The World Health Organisation (WHO) was informed of this by the Governor of Kano, who however declined to give a concrete day for the campaign's start-up. The Kano Governor had also confirmed that he accepts that the oral polio vaccine "is safe and effective." This finally ends the controversy over polio immunisation in Kano.
Kano authorities last year stopped the immunisation campaign in the state, which has the world's largest polio infection rate, over conspiracy theories regarding the safety of the vaccine. The halt in Kano has since jeopardised the global effort to eradicate polio and northern Nigerian polio has since spread to ten African countries where the disease earlier had been eradicated.
Melissa Corkum of the WHO's Polio Eradication Initiative today told afrol News that the UN agency and its partners already had started preparative works in Kano. Training for the July campaigns began on Saturday, 26 June, and the Kano Governor has requested assistance from WHO in planning and implementation of the campaigns.
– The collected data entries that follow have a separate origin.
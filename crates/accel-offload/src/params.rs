//! Zero-point and scale extraction, and loop-nest precondition checks.

use accel_ir::{Attr, Expression, Handle, PrimFunc, Statement, post_order_visit};

use crate::error::OffloadError;
use crate::match_spec::MatchSpec;
use crate::matcher::LoopNest;

/// Data-pointer name prefix of the constant buffers that carry zero-points.
pub const RESERVED_CONST_PREFIX: &str = "compile_engine_const";

pub const ATTR_IN1_ZP: &str = "in1_zp";
pub const ATTR_IN2_ZP: &str = "in2_zp";
pub const ATTR_OUT_ZP: &str = "out_zp";
pub const ATTR_SCALE: &str = "scale";

/// Where a function's zero-points came from.
#[derive(Clone, Copy, Debug, PartialEq, Eq)]
pub enum ZeroPointSource {
    /// `in1_zp`, `in2_zp` and `out_zp` function attributes.
    Attributes,
    /// Literal stores into reserved constant buffers.
    ReservedStores,
}

/// Quantisation parameters of a function.
#[derive(Clone, Debug, PartialEq)]
pub struct ZeroPoints {
    pub values: Vec<i64>,
    /// Only known when the parameters come from attributes.
    pub scale: Option<f64>,
    pub source: ZeroPointSource,
}

/// Extracts zero-points and scale from `func`.
///
/// When `in2_zp` is set, the values are `[in1_zp, in2_zp, out_zp]` and the
/// scale is read from `scale`. Otherwise every store into a reserved constant
/// buffer contributes one value, in post-order; the scale is then unknown.
pub fn extract_zero_points(func: &PrimFunc) -> Result<ZeroPoints, OffloadError> {
    if func.attrs.contains_key(ATTR_IN2_ZP) {
        let values = [ATTR_IN1_ZP, ATTR_IN2_ZP, ATTR_OUT_ZP]
            .into_iter()
            .map(|key| match func.attrs.get(key) {
                Some(Attr::Int(v)) => Ok(*v),
                Some(_) => Err(OffloadError::AttrType {
                    key,
                    expected: "an integer",
                }),
                None => Err(OffloadError::IncompleteZeroPointAttrs(key)),
            })
            .collect::<Result<Vec<_>, _>>()?;
        let scale = match func.attrs.get(ATTR_SCALE) {
            Some(Attr::Float(v)) => Some(*v),
            Some(Attr::Int(v)) => Some(*v as f64),
            Some(Attr::Str(_)) => {
                return Err(OffloadError::AttrType {
                    key: ATTR_SCALE,
                    expected: "a number",
                });
            }
            None => None,
        };
        return Ok(ZeroPoints {
            values,
            scale,
            source: ZeroPointSource::Attributes,
        });
    }

    let mut values = Vec::new();
    let mut error = None;
    post_order_visit(&func.statements, func.body, &mut |_, stmt: &Statement| {
        let Statement::Store { buffer, value, .. } = stmt else {
            return;
        };
        let Some(buf) = func.buffers.try_get(*buffer) else {
            return;
        };
        if !buf.data.name.starts_with(RESERVED_CONST_PREFIX) {
            return;
        }
        match int_literal(func, *value) {
            Some(v) => values.push(v),
            None => {
                error.get_or_insert_with(|| {
                    OffloadError::NonLiteralZeroPoint(buf.data.name.clone())
                });
            }
        }
    });
    if let Some(err) = error {
        return Err(err);
    }
    Ok(ZeroPoints {
        values,
        scale: None,
        source: ZeroPointSource::ReservedStores,
    })
}

/// Reads an integer literal, looking through casts.
fn int_literal(func: &PrimFunc, handle: Handle<Expression>) -> Option<i64> {
    match func.expressions.try_get(handle)? {
        Expression::IntImm { value, .. } => Some(*value),
        Expression::Cast { value, .. } => int_literal(func, *value),
        _ => None,
    }
}

/// Counts every buffer store in the function body.
pub fn count_stores(func: &PrimFunc) -> usize {
    let mut count = 0;
    post_order_visit(&func.statements, func.body, &mut |_, stmt: &Statement| {
        if matches!(stmt, Statement::Store { .. }) {
            count += 1;
        }
    });
    count
}

/// Every loop must start at 0.
pub fn check_loop_starts(nest: &LoopNest) -> Result<(), OffloadError> {
    match nest.loops.iter().find(|l| l.start != 0) {
        Some(l) => Err(OffloadError::NonZeroStart {
            var: l.var.clone(),
            start: l.start,
        }),
        None => Ok(()),
    }
}

/// Rejects kernels whose height and width are both even.
pub fn check_kernel_parity(spec: &MatchSpec, nest: &LoopNest) -> Result<(), OffloadError> {
    let Some((kh, kw)) = &spec.kernel_parity else {
        return Ok(());
    };
    let kh = nest.get(spec, kh)?.extent;
    let kw = nest.get(spec, kw)?.extent;
    if kh % 2 == 0 && kw % 2 == 0 {
        return Err(OffloadError::EvenKernel { kh, kw });
    }
    Ok(())
}
//! The C + command-stream backend.

use accel_ir::Module;
use accel_offload::{Diagnostic, extract_extern_calls};

use crate::artifact::CompilationArtifact;
use crate::c_source::emit_source_module;
use crate::command::to_le_bytes;
use crate::{Backend, BackendError, BackendOptions, BackendOutput, OutputContent, OutputFile};

/// File name of the generated C translation unit.
pub const SOURCE_FILE: &str = "accel_module.c";

/// Compiles rewritten functions to one C source file plus one binary command
/// stream (`<symbol>.cms`, little-endian words) per offloaded function.
///
/// Functions without extern calls were not offloaded and are skipped.
#[derive(Debug)]
pub struct AccelBackend;

impl Backend for AccelBackend {
    fn name(&self) -> &'static str {
        "accel-c"
    }

    fn targets(&self) -> &'static [&'static str] {
        &["accel-c", "c"]
    }

    fn compile(
        &self,
        module: &Module,
        opts: &BackendOptions,
    ) -> Result<BackendOutput, BackendError> {
        let mut artifacts = Vec::new();
        let mut diagnostics = Vec::new();
        for func in &module.functions {
            let calls = extract_extern_calls(func);
            if calls.is_empty() {
                diagnostics.push(Diagnostic::info(format!(
                    "'{}' has no extern calls; not offloaded",
                    func.name
                )));
                continue;
            }
            let artifact = CompilationArtifact::from_calls(func, &calls)?;
            if artifact.base_addresses.is_empty() {
                return Err(BackendError::Unsupported(format!(
                    "'{}': first extern call '{}' passes no buffers",
                    func.name, calls[0].name
                )));
            }
            artifacts.push(artifact);
        }

        let mut files = vec![OutputFile {
            name: SOURCE_FILE.into(),
            content: OutputContent::Text(emit_source_module(&artifacts, &opts.includes)),
        }];
        for artifact in &artifacts {
            files.push(OutputFile {
                name: format!("{}.cms", artifact.c_symbol()),
                content: OutputContent::Binary(to_le_bytes(&artifact.command_stream)),
            });
        }
        Ok(BackendOutput { files, diagnostics })
    }
}
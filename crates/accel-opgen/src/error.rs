use std::path::PathBuf;

/// Errors raised while loading an operator schema or writing its sources.
///
/// Every schema error is reported before any file is written.
#[derive(Debug, thiserror::Error)]
pub enum SchemaError {
    #[error("no operator schema path given")]
    MissingConfigPath,

    #[error("failed to read or write {path}")]
    Io {
        path: PathBuf,
        #[source]
        source: std::io::Error,
    },

    #[error("malformed operator schema")]
    Json(#[from] serde_json::Error),

    #[error("operator '{operator}': {kind} '{name}' has unknown type '{ty}'")]
    UnknownType {
        operator: String,
        kind: &'static str,
        name: String,
        ty: String,
    },

    #[error("operator '{0}': output dtype is not specified")]
    MissingOutputDtype(String),

    #[error("operator '{operator}': default {value} does not fit attribute '{name}' of type {ty}")]
    BadDefault {
        operator: String,
        name: String,
        ty: &'static str,
        value: String,
    },

    #[error("operator '{operator}': required attribute '{name}' follows defaulted '{after}'")]
    RequiredAfterDefault {
        operator: String,
        name: String,
        after: String,
    },
}
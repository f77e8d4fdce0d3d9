//! Statements: loops, sequences, blocks and side effects.

use std::fmt;

use crate::arena::Handle;
use crate::buffer::Buffer;
use crate::expr::{Expression, Var};

/// How a loop is executed.
#[derive(Clone, Copy, Debug, Default, Hash, Eq, PartialEq)]
pub enum ForKind {
    #[default]
    Serial,
    Parallel,
    Vectorized,
    Unrolled,
}

/// A statement node. Stored in a per-function arena and referenced by
/// [`Handle<Statement>`].
#[derive(Clone, Debug, PartialEq)]
pub enum Statement {
    /// `for var in min..min + extent { body }`
    For {
        var: Var,
        min: Handle<Expression>,
        extent: Handle<Expression>,
        kind: ForKind,
        body: Handle<Statement>,
    },
    /// Statements executed in order.
    Seq(Vec<Handle<Statement>>),
    /// A named compute region.
    Block {
        name: String,
        init: Option<Handle<Statement>>,
        body: Handle<Statement>,
    },
    /// `buffer[indices] = value`
    Store {
        buffer: Handle<Buffer>,
        indices: Vec<Handle<Expression>>,
        value: Handle<Expression>,
    },
    /// Evaluate an expression for its side effects (e.g. an extern call).
    Evaluate(Handle<Expression>),
    Let {
        var: Var,
        value: Handle<Expression>,
        body: Handle<Statement>,
    },
    IfThenElse {
        condition: Handle<Expression>,
        then_case: Handle<Statement>,
        else_case: Option<Handle<Statement>>,
    },
    /// Scoped allocation of `buffer` for the duration of `body`.
    Allocate {
        buffer: Handle<Buffer>,
        body: Handle<Statement>,
    },
}

/// The variant of a [`Statement`], used to filter tree transforms.
#[derive(Clone, Copy, Debug, Hash, Eq, PartialEq)]
pub enum StatementKind {
    For,
    Seq,
    Block,
    Store,
    Evaluate,
    Let,
    IfThenElse,
    Allocate,
}

impl fmt::Display for StatementKind {
    fn fmt(&self, f: &mut fmt::Formatter<'_>) -> fmt::Result {
        f.write_str(match self {
            Self::For => "for",
            Self::Seq => "seq",
            Self::Block => "block",
            Self::Store => "store",
            Self::Evaluate => "evaluate",
            Self::Let => "let",
            Self::IfThenElse => "if",
            Self::Allocate => "allocate",
        })
    }
}

impl Statement {
    pub fn kind(&self) -> StatementKind {
        match self {
            Self::For { .. } => StatementKind::For,
            Self::Seq(_) => StatementKind::Seq,
            Self::Block { .. } => StatementKind::Block,
            Self::Store { .. } => StatementKind::Store,
            Self::Evaluate(_) => StatementKind::Evaluate,
            Self::Let { .. } => StatementKind::Let,
            Self::IfThenElse { .. } => StatementKind::IfThenElse,
            Self::Allocate { .. } => StatementKind::Allocate,
        }
    }

    /// Returns the child statements in evaluation order.
    pub fn children(&self) -> Vec<Handle<Statement>> {
        match self {
            Self::For { body, .. } | Self::Let { body, .. } | Self::Allocate { body, .. } => {
                vec![*body]
            }
            Self::Seq(stmts) => stmts.clone(),
            Self::Block { init, body, .. } => init.iter().copied().chain([*body]).collect(),
            Self::IfThenElse {
                then_case,
                else_case,
                ..
            } => [*then_case].into_iter().chain(*else_case).collect(),
            Self::Store { .. } | Self::Evaluate(_) => vec![],
        }
    }

    /// Returns a copy of this statement with its children replaced.
    ///
    /// `children` must have the same length and order as [`children`](Self::children).
    pub fn with_children(&self, children: &[Handle<Statement>]) -> Statement {
        assert_eq!(
            children.len(),
            self.children().len(),
            "with_children: child count mismatch for {} statement",
            self.kind()
        );
        let mut stmt = self.clone();
        match &mut stmt {
            Self::For { body, .. } | Self::Let { body, .. } | Self::Allocate { body, .. } => {
                *body = children[0];
            }
            Self::Seq(stmts) => stmts.copy_from_slice(children),
            Self::Block { init, body, .. } => {
                if let Some(init) = init {
                    *init = children[0];
                }
                *body = children[children.len() - 1];
            }
            Self::IfThenElse {
                then_case,
                else_case,
                ..
            } => {
                *then_case = children[0];
                if let Some(else_case) = else_case {
                    *else_case = children[1];
                }
            }
            Self::Store { .. } | Self::Evaluate(_) => {}
        }
        stmt
    }
}

#[cfg(test)]
mod tests {
    use super::*;
    use crate::arena::Arena;
    use crate::types::DataType;

    fn leaf(stmts: &mut Arena<Statement>, exprs: &mut Arena<Expression>) -> Handle<Statement> {
        let e = exprs.append(Expression::int(0));
        stmts.append(Statement::Evaluate(e))
    }

    #[test]
    fn children_of_block_with_init() {
        let mut stmts = Arena::new();
        let mut exprs = Arena::new();
        let init = leaf(&mut stmts, &mut exprs);
        let body = leaf(&mut stmts, &mut exprs);
        let block = Statement::Block {
            name: "compute".into(),
            init: Some(init),
            body,
        };
        assert_eq!(block.children(), vec![init, body]);
        assert_eq!(block.kind(), StatementKind::Block);
    }

    #[test]
    fn with_children_replaces_in_order() {
        let mut stmts = Arena::new();
        let mut exprs = Arena::new();
        let a = leaf(&mut stmts, &mut exprs);
        let b = leaf(&mut stmts, &mut exprs);
        let c = leaf(&mut stmts, &mut exprs);
        let seq = Statement::Seq(vec![a, b]);
        assert_eq!(seq.with_children(&[c, a]), Statement::Seq(vec![c, a]));

        let zero = exprs.append(Expression::int(0));
        let four = exprs.append(Expression::int(4));
        let for_ = Statement::For {
            var: Var::new("i", DataType::INT32),
            min: zero,
            extent: four,
            kind: ForKind::Serial,
            body: a,
        };
        let replaced = for_.with_children(&[b]);
        assert_eq!(replaced.children(), vec![b]);
    }

    #[test]
    fn if_without_else_has_one_child() {
        let mut stmts = Arena::new();
        let mut exprs = Arena::new();
        let then_case = leaf(&mut stmts, &mut exprs);
        let cond = exprs.append(Expression::int(1));
        let stmt = Statement::IfThenElse {
            condition: cond,
            then_case,
            else_case: None,
        };
        assert_eq!(stmt.children(), vec![then_case]);
    }

    #[test]
    #[should_panic(expected = "child count mismatch")]
    fn with_children_rejects_wrong_arity() {
        let mut stmts = Arena::new();
        let mut exprs = Arena::new();
        let a = leaf(&mut stmts, &mut exprs);
        Statement::Seq(vec![a]).with_children(&[]);
    }

    #[test]
    fn kind_display() {
        assert_eq!(StatementKind::For.to_string(), "for");
        assert_eq!(StatementKind::Seq.to_string(), "seq");
    }
}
While WHO concentrates on "providing technical assistance to the Nigerian teams" of health workers that are to carry out the immunisation, UNICEF is coordinating the work to sensitise local communities on the vaccine - which for several months has been described as dangerous by state authorities and local media.
- UNICEF plays a key role in educating communities, Ms Corkum explained. The UN's children agency is already working in Kano, she confirmed, adding that UNICEF is now "up-scaling its staff there" to head a large-scale information and education programme in advance of the immunisation.
Other ways of regaining confidence among local communities for the polio vaccine include an emphasis on using local health workers. These WHO-coordinated immunisation campaigns are usually organised by national authorities, using national health workers, Ms Corkum told afrol News. The July Kano campaign, however, is "organised by the state's authorities" and will mainly include "local health workers".
The resumption of immunisation campaigns in Kano only comes after strong pressure from UN agencies, governments of regional African states and the federal government of Nigeria. Almost each and every month, there have been reports from a new African country infected by the Northern Nigeria strain of the polio virus.
The virus even reached far-away Botswana, which immediately launched a costly re-immunisation campaign to hinder a possible countrywide re-infection. In previously virus-free Côte d'Ivoire, a total of eight polio infections have been registered so far this year, Ms Corkum says.
The most terrifying news is however that the virus has reached the Darfur region of Sudan, where poor access and the ongoing humanitarian crisis could hinder an immunisation campaign. The entire global US$ 3 billion investment of since 1988 for polio eradication could thus be jeopardised. Consequently, pressure on Kano authorities has grown strong.
Also, the notification that the Kano Governor had bowed into pressure was met with joy among the campaigners. "I welcome these steps towards the resumption of polio immunisation reported by the Governor of Kano," commented WHO Director-General Lee Jong-Wook in a statement today.
The developments in Kano coincided with discussions between Mr Lee and Nigerian President Olusegun Obasanjo on how to proceed with the polio epidemic in Nigeria at large. Nigeria is one out of the six remaining countries world-wide where polio is endemic, but it has the by far highest infection rate. 259 out of a global 339 total new polio infections so far this year have been in Nigeria.
- The resumption of immunisation campaigns in Kano is now critical to rapidly increase population immunity and to help contain the international spread of polio from Nigeria, which is key to the global effort to eradicate the disease, commented the WHO in a press statement today.